La “Filosofia Ayurvedica” si basa sulle varie Scuole di Pensiero presenti all’epoca della sua strutturazione che apparentemente possono sembrare in contrasto l’una con l’altra, ma dalle quali l’Ayurveda ha tratto i principi che le permisero di spiegare gli eventi coinvolgenti la prevenzione e la cura dell’essere umano.
Perché l’Ayurveda non ha impiegato solo il pensiero di una scuola? Perché come c’è scritto in Susruta Sutra IV, 6-7: ““chi studia un solo corpo dottrinale, non avrà di esso una conoscenza sicura; perciò il medico che studia questo corpo dottrinale deve conoscerne molti altri”.
Infatti i trattati ayurvedici non possono contenere tutte le dimostrazioni e le spiegazioni date nei testi filosofici, ma soltanto delle allusioni ad esse, che saranno chiare al medico erudito.

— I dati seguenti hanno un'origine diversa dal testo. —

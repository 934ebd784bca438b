// src/config/consts.rs

// Net config
pub const DEFAULT_URL: &str = "https://en.wikipedia.org/wiki/List_of_countries_by_GDP_(nominal)";
pub const USER_AGENT: &str = concat!("gdp_scrape/", env!("CARGO_PKG_VERSION"));

// Page structure
pub const TABLE_MARKER: &str = "table.wikitable";
pub const MAX_SPAN: usize = 64; // colspan/rowspan clamp

// Local cache
pub const STORE_DIR: &str = ".store";
pub const LOG_FILE: &str = "debug.log";
pub const CACHE_TTL_SECS: i64 = 600;

// Views
pub const DEFAULT_TOP_N: usize = 15;
pub const MAX_TOP_N: usize = 60;

// Map
pub const DEFAULT_LAT: f64 = 0.0;
pub const DEFAULT_LON: f64 = 0.0;
pub const DEFAULT_ZOOM: u8 = 0;
pub const MAX_ZOOM: u8 = 6;
pub const MARKER_POPUP: &str = "Your location";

La prima sintesi di questa operazione fu il trattato di Agnivesa che successivamente fu redatto da Caraka: il Caraka Samhita, che fu considerato il fondatore della Scuola di Ayurveda, che ufficializzava un pensiero indipendente dalle restanti Scuole Filosofiche. In questo testo vengono scritte anche le Tantrayukti, le regole (yukti) per comporre un trattato di argomento scientifico o tecnico (tantra). Bisogna ricordare che il termine yukti al singolare significa “composizione“, un metodo per porre insieme argomenti e parole, ma nello stesso tempo una conoscenza razionale che opera dei collegamenti fra fatti, cause, ecc.; al plurale, yukti si riferisce ai criteri di esposizione e di interpretazione di un testo (CS Sutra XI, 25; SS Uttarat LXV, 7).